Work to be completed - In exact form, set down only those lines of the material that run from its first line to the line with "fn from(err: PortError)", inclusive.

Material for this task -

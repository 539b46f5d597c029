//! Info request domain errors

use thiserror::Error;

use core_kernel::PortError;

/// Errors that can occur in the info request domain
#[derive(Debug, Error)]
pub enum RequestError {
    #[error("Info request not found: {0}")]
    RequestNotFound(String),

    #[error("Cannot reply to a closed thread (status {0})")]
    ThreadClosed(String),

    #[error("Invalid status transition from {from} during {action}")]
    InvalidStatusTransition { from: String, action: String },

    #[error("Validation error: {0}")]
    Validation(String),

    #[error("Not permitted: {0}")]
    NotPermitted(String),

    #[error("Storage error: {0}")]
    Storage(String),
}

impl RequestError {
    pub fn validation(message: impl Into<String>) -> Self {
        RequestError::Validation(message.into())
    }

    pub fn not_permitted(message: impl Into<String>) -> Self {
        RequestError::NotPermitted(message.into())
    }

    pub fn transition(from: impl Into<String>, action: impl Into<String>) -> Self {
        RequestError::InvalidStatusTransition {
            from: from.into(),
            action: action.into(),
        }
    }

    /// True for errors raised by an illegal thread transition
    pub fn is_state_error(&self) -> bool {
        matches!(
            self,
            RequestError::ThreadClosed(_) | RequestError::InvalidStatusTransition { .. }
        )
    }
}

impl From<PortError> for RequestError {
    fn from(err: PortError) -> Self {
        match err {
            PortError::NotFound { id, .. } => RequestError::RequestNotFound(id),
            PortError::Conflict { message } => RequestError::ThreadClosed(message),
            PortError::Validation { message, .. } => RequestError::Validation(message),
            PortError::Unauthorized { message } => RequestError::NotPermitted(message),
            other => RequestError::Storage(other.to_string()),
        }
    }
}
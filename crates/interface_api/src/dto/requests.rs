//! Info request DTOs

use chrono::{DateTime, Utc};
use serde::{Deserialize, Serialize};
use validator::Validate;

use domain_requests::{InfoRequest, ThreadMessage};

#[derive(Debug, Deserialize, Validate)]
pub struct OpenRequestRequest {
    pub return_id: String,
    pub client_id: String,
    #[validate(length(min = 1, max = 255))]
    pub client_name: String,
    #[validate(length(min = 1, max = 255))]
    pub subject: String,
    #[validate(length(min = 1))]
    pub message: String,
}

#[derive(Debug, Deserialize, Validate)]
pub struct ReplyRequest {
    #[validate(length(min = 1))]
    pub body: String,
    #[serde(default)]
    pub attachments: Vec<String>,
}

#[derive(Debug, Deserialize)]
pub struct ListRequestsQuery {
    pub return_id: Option<String>,
}

#[derive(Debug, Serialize)]
pub struct MessageResponse {
    pub id: String,
    pub sender_name: String,
    pub sender_role: String,
    pub body: String,
    pub attachments: Vec<String>,
    pub sent_at: DateTime<Utc>,
}

impl From<&ThreadMessage> for MessageResponse {
    fn from(message: &ThreadMessage) -> Self {
        Self {
            id: message.id.to_string(),
            sender_name: message.sender_name.clone(),
            sender_role: message.sender_role.to_string(),
            body: message.body.clone(),
            attachments: message.attachments.clone(),
            sent_at: message.sent_at,
        }
    }
}

#[derive(Debug, Serialize)]
pub struct RequestResponse {
    pub id: String,
    pub return_id: String,
    pub client_id: String,
    pub client_name: String,
    pub subject: String,
    pub status: String,
    pub opened_by: String,
    pub messages: Vec<MessageResponse>,
    pub created_at: DateTime<Utc>,
    pub last_updated: DateTime<Utc>,
}

impl From<InfoRequest> for RequestResponse {
    fn from(request: InfoRequest) -> Self {
        Self {
            id: request.id.to_string(),
            return_id: request.return_id.to_string(),
            client_id: request.client_id.to_string(),
            client_name: request.client_name.clone(),
            subject: request.subject.clone(),
            status: request.status.to_string(),
            opened_by: request.opened_by.to_string(),
            messages: request.messages.iter().map(Into::into).collect(),
            created_at: request.created_at,
            last_updated: request.last_updated,
        }
    }
}
//! Bill aggregate

use chrono::{DateTime, NaiveDate, Utc};
use serde::{Deserialize, Serialize};
use std::fmt;
use uuid::Uuid;

use core_kernel::{BillId, ClientId, Money, UserId};
use crate::error::BillingError;

/// Stored bill status
///
/// `Overdue` never appears in storage; it is derived on read from the due
/// date of a pending bill.
#[derive(Debug, Clone, Copy, PartialEq, Eq, Serialize, Deserialize)]
#[serde(rename_all = "snake_case")]
pub enum BillStatus {
    Pending,
    Paid,
    Overdue,
    Cancelled,
}

impl BillStatus {
    /// True once the bill accepts no further transitions
    pub fn is_settled(&self) -> bool {
        matches!(self, BillStatus::Paid | BillStatus::Cancelled)
    }
}

impl fmt::Display for BillStatus {
    fn fmt(&self, f: &mut fmt::Formatter<'_>) -> fmt::Result {
        let s = match self {
            BillStatus::Pending => "pending",
            BillStatus::Paid => "paid",
            BillStatus::Overdue => "overdue",
            BillStatus::Cancelled => "cancelled",
        };
        write!(f, "{s}")
    }
}

/// A named charge on a bill
#[derive(Debug, Clone, PartialEq, Eq, Serialize, Deserialize)]
pub struct LineItem {
    pub id: Uuid,
    pub name: String,
    pub amount: Money,
}

impl LineItem {
    pub fn new(name: impl Into<String>, amount: Money) -> Self {
        Self {
            id: Uuid::new_v4(),
            name: name.into(),
            amount,
        }
    }
}

/// A service-fee bill raised against a client
#[derive(Debug, Clone, Serialize, Deserialize)]
pub struct Bill {
    pub id: BillId,
    pub client_id: ClientId,
    pub description: String,
    pub amount: Money,
    pub due_date: NaiveDate,
    pub status: BillStatus,
    pub items: Vec<LineItem>,
    /// Employee who generated the bill
    pub generated_by: UserId,
    pub created_at: DateTime<Utc>,
    pub last_updated: DateTime<Utc>,
}

impl Bill {
    /// Creates a pending bill
    ///
    /// # Errors
    ///
    /// Returns a validation error if the amount is not positive, the due
    /// date is in the past, or line items are given that do not sum to the
    /// bill amount.
    pub fn generate(
        client_id: ClientId,
        description: impl Into<String>,
        amount: Money,
        due_date: NaiveDate,
        items: Vec<LineItem>,
        generated_by: UserId,
        today: NaiveDate,
    ) -> Result<Self, BillingError> {
        if !amount.is_positive() {
            return Err(BillingError::validation("bill amount must be positive"));
        }
        if due_date < today {
            return Err(BillingError::validation(
                "due date must be today or in the future",
            ));
        }
        if !items.is_empty() {
            let mut sum = Money::zero(amount.currency());
            for item in &items {
                sum = sum.checked_add(&item.amount)?;
            }
            if sum != amount {
                return Err(BillingError::validation(format!(
                    "line items sum to {sum} but the bill amount is {amount}"
                )));
            }
        }

        let now = Utc::now();
        Ok(Self {
            id: BillId::new_v7(),
            client_id,
            description: description.into(),
            amount,
            due_date,
            status: BillStatus::Pending,
            items,
            generated_by,
            created_at: now,
            last_updated: now,
        })
    }

    /// Marks the bill paid
    ///
    /// Allowed while pending (including past-due pending); fails on paid
    /// or cancelled bills.
    pub fn pay(&mut self) -> Result<(), BillingError> {
        if self.status.is_settled() {
            return Err(BillingError::AlreadySettled(self.status.to_string()));
        }
        self.status = BillStatus::Paid;
        self.last_updated = Utc::now();
        Ok(())
    }

    /// Cancels a pending bill
    pub fn cancel(&mut self) -> Result<(), BillingError> {
        if self.status.is_settled() {
            return Err(BillingError::AlreadySettled(self.status.to_string()));
        }
        self.status = BillStatus::Cancelled;
        self.last_updated = Utc::now();
        Ok(())
    }

    /// The status as surfaced to readers: pending bills past their due
    /// date read as overdue.
    pub fn effective_status(&self, today: NaiveDate) -> BillStatus {
        if self.status == BillStatus::Pending && self.due_date < today {
            BillStatus::Overdue
        } else {
            self.status
        }
    }

    /// True when the bill reads as overdue today
    pub fn is_overdue(&self, today: NaiveDate) -> bool {
        self.effective_status(today) == BillStatus::Overdue
    }
}
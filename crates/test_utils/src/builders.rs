//! Test Data Builders
//!
//! Provides builder patterns for constructing test aggregates with
//! sensible defaults. These builders allow tests to specify only the
//! relevant fields while using defaults for everything else, and to
//! drive a return to a chosen lifecycle stage in one call.

use chrono::{NaiveDate, Utc};
use rust_decimal_macros::dec;

use core_kernel::{ClientId, Money, UserId};
use domain_billing::{Bill, LineItem};
use domain_filing::{
    DocumentRef, IncomeCategory, IncomeEntry, TaxReturn, VerificationOutcome,
};
use domain_requests::{InfoRequest, ThreadMessage};

use crate::fixtures::{MoneyFixtures, StringFixtures, TemporalFixtures};

/// Builder for constructing test tax returns
pub struct TestReturnBuilder {
    client_id: ClientId,
    client_name: String,
    tax_year: u16,
    income_entries: Vec<IncomeEntry>,
    document_names: Vec<String>,
}

impl Default for TestReturnBuilder {
    fn default() -> Self {
        Self::new()
    }
}

impl TestReturnBuilder {
    /// Creates a new builder with default values
    pub fn new() -> Self {
        Self {
            client_id: ClientId::new(),
            client_name: StringFixtures::client_name().to_string(),
            tax_year: TemporalFixtures::tax_year(),
            income_entries: vec![IncomeEntry::new(
                IncomeCategory::Salary,
                MoneyFixtures::salary_income(),
            )],
            document_names: vec![StringFixtures::document_name().to_string()],
        }
    }

    /// Sets the owning client
    pub fn with_client_id(mut self, id: ClientId) -> Self {
        self.client_id = id;
        self
    }

    /// Sets the client display name
    pub fn with_client_name(mut self, name: impl Into<String>) -> Self {
        self.client_name = name.into();
        self
    }

    /// Sets the tax year
    pub fn with_tax_year(mut self, year: u16) -> Self {
        self.tax_year = year;
        self
    }

    /// Replaces the declared income lines
    pub fn with_income_entries(mut self, entries: Vec<IncomeEntry>) -> Self {
        self.income_entries = entries;
        self
    }

    /// Adds one declared income line
    pub fn with_income(mut self, category: IncomeCategory, amount: Money) -> Self {
        self.income_entries.push(IncomeEntry::new(category, amount));
        self
    }

    /// Replaces the attached document names
    pub fn with_documents(mut self, names: Vec<String>) -> Self {
        self.document_names = names;
        self
    }

    /// Removes all documents, for submission validation tests
    pub fn without_documents(mut self) -> Self {
        self.document_names.clear();
        self
    }

    /// Builds a draft return with the documents attached
    pub fn build_draft(self) -> TaxReturn {
        let mut tax_return = TaxReturn::draft(
            self.client_id,
            self.client_name,
            self.tax_year,
            self.income_entries,
        )
        .expect("draft inputs are valid");
        for name in self.document_names {
            tax_return
                .attach_document(DocumentRef::new(name))
                .expect("drafts accept documents");
        }
        tax_return
    }

    /// Builds a return the client has filed
    pub fn build_submitted(self) -> TaxReturn {
        let mut tax_return = self.build_draft();
        tax_return
            .acknowledge_declaration()
            .expect("drafts accept the declaration");
        tax_return.submit(Utc::now()).expect("draft is complete");
        tax_return
    }

    /// Builds a return the firm has taken up for verification
    pub fn build_in_review(self) -> TaxReturn {
        let mut tax_return = self.build_submitted();
        tax_return.begin_review().expect("submitted returns enter review");
        tax_return
    }

    /// Builds a verified return sitting in the FBR decision queue
    pub fn build_forwarded(self) -> TaxReturn {
        let mut tax_return = self.build_in_review();
        tax_return
            .verify(VerificationOutcome::Approved)
            .expect("in-review returns accept verification");
        tax_return
    }
}

/// Builder for constructing test bills
pub struct TestBillBuilder {
    client_id: ClientId,
    description: String,
    amount: Money,
    due_date: NaiveDate,
    items: Vec<LineItem>,
    generated_by: UserId,
}

impl Default for TestBillBuilder {
    fn default() -> Self {
        Self::new()
    }
}

impl TestBillBuilder {
    /// Creates a new builder with default values
    pub fn new() -> Self {
        Self {
            client_id: ClientId::new(),
            description: StringFixtures::bill_description().to_string(),
            amount: MoneyFixtures::filing_fee(),
            due_date: TemporalFixtures::due_in_30_days(),
            items: Vec::new(),
            generated_by: UserId::new(),
        }
    }

    /// Sets the billed client
    pub fn with_client_id(mut self, id: ClientId) -> Self {
        self.client_id = id;
        self
    }

    /// Sets the description
    pub fn with_description(mut self, description: impl Into<String>) -> Self {
        self.description = description.into();
        self
    }

    /// Sets the bill amount
    pub fn with_amount(mut self, amount: Money) -> Self {
        self.amount = amount;
        self
    }

    /// Sets the due date
    pub fn with_due_date(mut self, due_date: NaiveDate) -> Self {
        self.due_date = due_date;
        self
    }

    /// Replaces the line items
    pub fn with_items(mut self, items: Vec<LineItem>) -> Self {
        self.items = items;
        self
    }

    /// Sets the generating employee
    pub fn with_generated_by(mut self, user_id: UserId) -> Self {
        self.generated_by = user_id;
        self
    }

    /// The standard itemised filing-fee bill
    pub fn itemised() -> Self {
        Self::new().with_items(vec![
            LineItem::new("Tax Return Preparation", Money::rupees(dec!(25_000))),
            LineItem::new("Consultation", Money::rupees(dec!(5_000))),
            LineItem::new("Document Processing", Money::rupees(dec!(5_000))),
        ])
    }

    /// Builds the pending bill
    pub fn build(self) -> Bill {
        Bill::generate(
            self.client_id,
            self.description,
            self.amount,
            self.due_date,
            self.items,
            self.generated_by,
            Utc::now().date_naive(),
        )
        .expect("bill inputs are valid")
    }
}

/// Builder for constructing test info requests
pub struct TestRequestBuilder {
    return_id: core_kernel::ReturnId,
    client_id: ClientId,
    client_name: String,
    subject: String,
    opened_by: UserId,
    message: String,
}

impl Default for TestRequestBuilder {
    fn default() -> Self {
        Self::new()
    }
}

impl TestRequestBuilder {
    /// Creates a new builder with default values
    pub fn new() -> Self {
        Self {
            return_id: core_kernel::ReturnId::new(),
            client_id: ClientId::new(),
            client_name: StringFixtures::client_name().to_string(),
            subject: StringFixtures::request_subject().to_string(),
            opened_by: UserId::new(),
            message: "Please provide the tenancy agreement.".to_string(),
        }
    }

    /// Sets the return the request clarifies
    pub fn with_return_id(mut self, id: core_kernel::ReturnId) -> Self {
        self.return_id = id;
        self
    }

    /// Sets the addressed client
    pub fn with_client_id(mut self, id: ClientId) -> Self {
        self.client_id = id;
        self
    }

    /// Sets the subject
    pub fn with_subject(mut self, subject: impl Into<String>) -> Self {
        self.subject = subject.into();
        self
    }

    /// Sets the opening employee
    pub fn with_opened_by(mut self, user_id: UserId) -> Self {
        self.opened_by = user_id;
        self
    }

    /// Sets the initial message body
    pub fn with_message(mut self, message: impl Into<String>) -> Self {
        self.message = message.into();
        self
    }

    /// Builds the open thread
    pub fn build(self) -> InfoRequest {
        InfoRequest::open(
            self.return_id,
            self.client_id,
            self.client_name,
            self.subject,
            self.opened_by,
            ThreadMessage::new(
                StringFixtures::employee_name(),
                core_kernel::Role::Employee,
                self.message,
            ),
        )
    }
}

#[cfg(test)]
mod tests {
    use super::*;
    use domain_filing::{EmployeeStatus, FbrStatus};

    #[test]
    fn test_return_builder_stages() {
        let draft = TestReturnBuilder::new().build_draft();
        assert_eq!(draft.employee_status, EmployeeStatus::Draft);
        assert!(!draft.documents.is_empty());

        let submitted = TestReturnBuilder::new().build_submitted();
        assert_eq!(submitted.employee_status, EmployeeStatus::Submitted);
        assert_eq!(submitted.fbr_status, Some(FbrStatus::Submitted));

        let forwarded = TestReturnBuilder::new().build_forwarded();
        assert!(forwarded.is_decision_eligible());
    }

    #[test]
    fn test_itemised_bill_sums_to_the_fee() {
        let bill = TestBillBuilder::itemised().build();
        assert_eq!(bill.amount, MoneyFixtures::filing_fee());
        assert_eq!(bill.items.len(), 3);
    }

    #[test]
    fn test_request_builder_opens_with_one_message() {
        let request = TestRequestBuilder::new().build();
        assert_eq!(request.messages.len(), 1);
    }
}
//! FBR review handlers

use axum::{
    extract::{Path, State},
    Extension, Json,
};

use core_kernel::{Actor, ReturnId};

use crate::dto::returns::ReturnResponse;
use crate::dto::review::*;
use crate::error::ApiError;
use crate::handlers::parse_id;
use crate::AppState;

/// Lists the decision queue
pub async fn queue(
    State(state): State<AppState>,
    Extension(actor): Extension<Actor>,
) -> Result<Json<Vec<ReturnResponse>>, ApiError> {
    let returns = state.services.review.queue(&actor).await?;
    Ok(Json(returns.into_iter().map(Into::into).collect()))
}

/// Assembles the review context for one return
pub async fn review_context(
    State(state): State<AppState>,
    Extension(actor): Extension<Actor>,
    Path(id): Path<String>,
) -> Result<Json<ReviewContextResponse>, ApiError> {
    let id: ReturnId = parse_id(&id, "return")?;
    let context = state.services.review.review_context(&actor, id).await?;
    Ok(Json(context.into()))
}

/// Marks a queued return as under review
pub async fn take_up(
    State(state): State<AppState>,
    Extension(actor): Extension<Actor>,
    Path(id): Path<String>,
) -> Result<Json<ReturnResponse>, ApiError> {
    let id: ReturnId = parse_id(&id, "return")?;
    let tax_return = state.services.review.take_up(&actor, id).await?;
    Ok(Json(tax_return.into()))
}

/// Applies the officer's terminal ruling
pub async fn decide(
    State(state): State<AppState>,
    Extension(actor): Extension<Actor>,
    Path(id): Path<String>,
    Json(request): Json<DecisionRequest>,
) -> Result<Json<DecisionResponse>, ApiError> {
    let id: ReturnId = parse_id(&id, "return")?;
    let (tax_return, decision) = state
        .services
        .review
        .decide(&actor, id, request.ruling, request.notes)
        .await?;
    Ok(Json(DecisionResponse::from_outcome(
        decision,
        tax_return.fbr_status,
    )))
}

Answer below -
repository 539b46f5d597c029
//! Info request domain errors

use thiserror::Error;

use core_kernel::PortError;

/// Errors that can occur in the info request domain
#[derive(Debug, Error)]
pub enum RequestError {
    #[error("Info request not found: {0}")]
    RequestNotFound(String),

    #[error("Cannot reply to a closed thread (status {0})")]
    ThreadClosed(String),

    #[error("Invalid status transition from {from} during {action}")]
    InvalidStatusTransition { from: String, action: String },

    #[error("Validation error: {0}")]
    Validation(String),

    #[error("Not permitted: {0}")]
    NotPermitted(String),

    #[error("Storage error: {0}")]
    Storage(String),
}

impl RequestError {
    pub fn validation(message: impl Into<String>) -> Self {
        RequestError::Validation(message.into())
    }

    pub fn not_permitted(message: impl Into<String>) -> Self {
        RequestError::NotPermitted(message.into())
    }

    pub fn transition(from: impl Into<String>, action: impl Into<String>) -> Self {
        RequestError::InvalidStatusTransition {
            from: from.into(),
            action: action.into(),
        }
    }

    /// True for errors raised by an illegal thread transition
    pub fn is_state_error(&self) -> bool {
        matches!(
            self,
            RequestError::ThreadClosed(_) | RequestError::InvalidStatusTransition { .. }
        )
    }
}

impl From<PortError> for RequestError {
    fn from(err: PortError) -> Self {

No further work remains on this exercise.